I fondi recuperati in buona parte grazie al taglio dei vitalizi

«Gli alunni delle scuole dei piccoli Comuni lombardi e gli studenti degli istituti professionali sono stati senza dubbio tra quelli maggiormente penalizzati dalla pandemia, causa anche una disponibilità di strumentazione tecnologica non sempre adeguata - ha sottolineato il Presidente del Consiglio regionale Alessandro Fermi (Forza Italia) - Con i tagli ai costi della politica e i risparmi sui vitalizi aiutiamo pertanto le scuole dei Comuni con minori risorse economiche a migliorare la didattica e offrire strumenti di insegnamento e apprendimento aggiornati».

I dati a livello lombardo

Complessivamente sono 110 istituti professionali e 803 scuole primarie che in Lombardia beneficeranno di un contributo di 5.636 euro ciascuna.

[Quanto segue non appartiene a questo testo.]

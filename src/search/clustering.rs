//! Cluster-restricted retrieval and cluster reports.

use std::fs;
use std::path::Path;

use tracing::{debug, info};

use crate::clustering::{ClusterInfo, KMeans, TrainingOutcome};
use crate::config::ClusteringConfig;
use crate::error::{RetrievalError, RetrievalResult};
use crate::vector::DocumentVectorDb;

use super::{Retriever, validate_request, vectorize_query};

/// Search engine that trains k-means over a database and answers queries
/// from the cluster nearest to them.
#[derive(Debug)]
pub struct ClusteringSearchEngine<'a> {
    db: &'a DocumentVectorDb,
    kmeans: KMeans<'a>,
}

impl<'a> ClusteringSearchEngine<'a> {
    pub fn new(db: &'a DocumentVectorDb, n_clusters: usize) -> RetrievalResult<Self> {
        Self::with_config(db, &ClusteringConfig::with_clusters(n_clusters))
    }

    pub fn with_config(db: &'a DocumentVectorDb, config: &ClusteringConfig) -> RetrievalResult<Self> {
        Ok(Self {
            db,
            kmeans: KMeans::with_config(db, config)?,
        })
    }

    /// Train the underlying model. Retrieval does this on every call; reports
    /// and SSE use whatever the model currently holds.
    pub fn train(&mut self) -> RetrievalResult<TrainingOutcome> {
        self.kmeans.train()
    }

    /// Write up to `num_examples` documents per cluster to `output_path` as
    /// pretty-printed JSON. Returns what was written.
    pub fn make_report(
        &self,
        num_examples: usize,
        output_path: &Path,
    ) -> RetrievalResult<Vec<ClusterInfo>> {
        if output_path.as_os_str().is_empty() {
            return Err(RetrievalError::invalid_argument(
                "report output path cannot be empty",
            ));
        }

        let info = self.kmeans.get_clusters_info(num_examples)?;
        let json = serde_json::to_string_pretty(&info)?;
        fs::write(output_path, json).map_err(|source| RetrievalError::ReportWrite {
            path: output_path.to_path_buf(),
            source,
        })?;

        info!(
            clusters = info.len(),
            path = %output_path.display(),
            "Wrote cluster report"
        );
        Ok(info)
    }

    pub fn calculate_square_sum(&self) -> RetrievalResult<f64> {
        self.kmeans.calculate_square_sum()
    }

    #[must_use]
    pub fn kmeans(&self) -> &KMeans<'a> {
        &self.kmeans
    }
}

impl Retriever for ClusteringSearchEngine<'_> {
    fn retrieve_relevant_documents(
        &mut self,
        query: &str,
        n_neighbours: usize,
    ) -> RetrievalResult<Vec<(f64, String)>> {
        validate_request(query, n_neighbours)?;
        let query_vector = vectorize_query(self.db.get_tokenizer(), self.db.get_vectorizer(), query)?;

        let outcome = self.kmeans.train()?;
        debug!("Trained in {} iterations before retrieval", outcome.iterations());

        self.kmeans
            .infer(&query_vector, n_neighbours)?
            .into_iter()
            .map(|(distance, index)| {
                self.db
                    .get_document(index)
                    .map(|doc| (distance, doc.to_string()))
                    .ok_or_else(|| {
                        RetrievalError::computation(
                            "retrieval",
                            format!("cluster member {index} has no stored document"),
                        )
                    })
            })
            .collect()
    }
}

Nel dettaglio, alle scuole primarie sono destinati 4.435.053,56 euro per progetti di investimento e di innovazione in dotazioni tecnologiche mentre agli istituti professionali accreditati è attribuita la cifra complessiva di 607.541,56 euro: la parte delle risorse derivanti dai tagli ai costi della politica e dalle somme risparmiate tra il 2014 e il 2019 con il taglio dei vitalizi degli ex Consiglieri regionali ammonta a 3milioni e 206mila euro.

«I costi della politica diventano così lavagne interattive multimediali, computer e strumentazione tecnologica per le scuole dei piccoli Comuni lombardi - ha sottolineato la vicepresidente del Consiglio regionale Francesca Brianza (Lega), relatrice del provvedimento in Aula - Un’azione concreta a favore dei nostri ragazzi e una risposta forte e chiara a chi usa queste tematiche solo per fare demagogia spicciola».

«Investiamo in una didattica più moderna e funzionale»

L’iniziativa è stata presentata oggi nel corso di una conferenza stampa alla quale hanno preso parte tutti i componenti dell’Ufficio di Presidenza del Consiglio regionale. «Investiamo su una didattica più efficiente, moderna e funzionale - ha detto il vicepresidente Carlo Borghetti (PD) - e per fare questo abbiamo deciso di stanziare una somma importante a favore di quelle realtà più svantaggiate e che maggiormente hanno risentito degli effetti della pandemia e dei problemi della didattica a distanza, consapevoli che con l’acquisto di nuove attrezzature tecnologiche migliorerà sicuramente anche la didattica in presenza».

Un provvedimento bipartisan

Per il Consigliere Segretario Giovanni Malanchini (Lega) «con questo provvedimento l’istituzione regionale ancora una volta dimostra grande attenzione per i territori e le rispettive comunità con provvedimenti concreti di aiuto e supporto diretto alle famiglie e ai cittadini» mentre il Consigliere Segretario Dario Violi (M5Stelle) ha evidenziato soprattutto «la bontà di scelte virtuose compiute negli anni scorsi sul tema dei tagli ai vitalizi e ai costi della politica, che ci ha consentito di risparmiare e accantonare somme significative per interventi di sostegno a chi presenta oggi situazioni di difficoltà, andando nello specifico a cercare di migliorare e favorire le relazioni tra i ragazzi fortemente penalizzate dalla pandemia».